Je trouve fascinante la manière dont, au cours des siècles, le sens des mots se transforme et s’inverse. Je voulais l’autre jour parler de la « mièvre empathie » ou du « mièvre ressenti » car les sonorités de ce mièvre me semblaient aussi molles en bouche que les deux notions auxquelles je les appliquais. Mais en parcourant Le Malade imaginaire je suis tombée sur Monsieur Diafoirus présentant son benêt de fils Thomas : « Lorsqu’il était petit, il n’a jamais été ce qu’on appelle mièvre et éveillé. On le voyait toujours doux, paisible et taciturne (…) » (II, 5). Une note signale : « Mièvre : Se dit d’un enfant vif, remuant, et un peu malicieux » (Dictionnaire de l’Académie, 1694). Et voilà que mièvre assone avec éveillé et va rimer dans ma tête avec lièvre.

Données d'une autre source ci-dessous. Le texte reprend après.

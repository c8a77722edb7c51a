use crate::config::types::Config;
use crate::config::validation::validate;
use crate::ConfigError;
use sha2::{Digest, Sha256};
use std::path::Path;

/// Loads and parses a configuration file from the given path
///
/// # Arguments
///
/// * `path` - Path to the TOML configuration file
///
/// # Returns
///
/// * `Ok(Config)` - Successfully loaded and validated configuration
/// * `Err(ConfigError)` - Failed to load, parse, or validate the configuration
///
/// # Example
///
/// ```no_run
/// use std::path::Path;
/// use vespers::config::load_config;
///
/// let config = load_config(Path::new("vespers.toml")).unwrap();
/// println!("Concurrency: {}", config.engine.max_concurrent_scrapers);
/// ```
pub fn load_config(path: &Path) -> Result<Config, ConfigError> {
    let content = std::fs::read_to_string(path)?;
    parse_config(&content)
}

/// Parses and validates configuration from TOML text
pub fn parse_config(content: &str) -> Result<Config, ConfigError> {
    let config: Config = toml::from_str(content)?;
    validate(&config)?;
    Ok(config)
}

/// Computes a SHA-256 hash of configuration text
///
/// Stored on every session so runs made with different options can be told apart.
///
/// # Returns
///
/// Hex-encoded SHA-256 hash of the content
pub fn compute_config_hash(content: &str) -> String {
    let mut hasher = Sha256::new();
    hasher.update(content.as_bytes());
    hex::encode(hasher.finalize())
}

/// Loads a configuration and returns both the config and the hash of the file
pub fn load_config_with_hash(path: &Path) -> Result<(Config, String), ConfigError> {
    let content = std::fs::read_to_string(path)?;
    let config = parse_config(&content)?;
    Ok((config, compute_config_hash(&content)))
}

/// Serializes the effective configuration back to TOML
///
/// This is the options snapshot recorded on the session row.
pub fn snapshot(config: &Config) -> Result<String, ConfigError> {
    Ok(toml::to_string(config)?)
}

Je m’étonne que notre sensibilité cratylienne aux sonorités des mots soit inconstante au point qu’un mot autrefois pétillant a aujourd’hui une saveur de guimauve.

Notre oreille devient aussi très délicate quand on lui demande son avis sur des mots français nouveaux (les mots « globish », eux, entrent sans frapper). Des discussions ont porté récemment sur la féminisation de noms de métier. « Autrice » notamment, féminin d’ « auteur », apparaît et disparaît régulièrement en France depuis le Moyen Âge (comme l’a étudié Aurore Évain), et déclenche des discussions : —  Ça sonne mal ! — Ben, on dit pourtant actrice et factrice… — Ah, mais autrice ça fait autre triste ! — Ben, c’est une question d’habitude…  — Ah non, mais ça fait vraiment autruche autiste ! Etc.

Simone de Beauvoir

On sait qu’autrice est aujourd’hui admis par l’Académie en concurrence avec auteure (que personnellement je préfère), c’est l’usage qui décidera. Du moment qu’il y en a un…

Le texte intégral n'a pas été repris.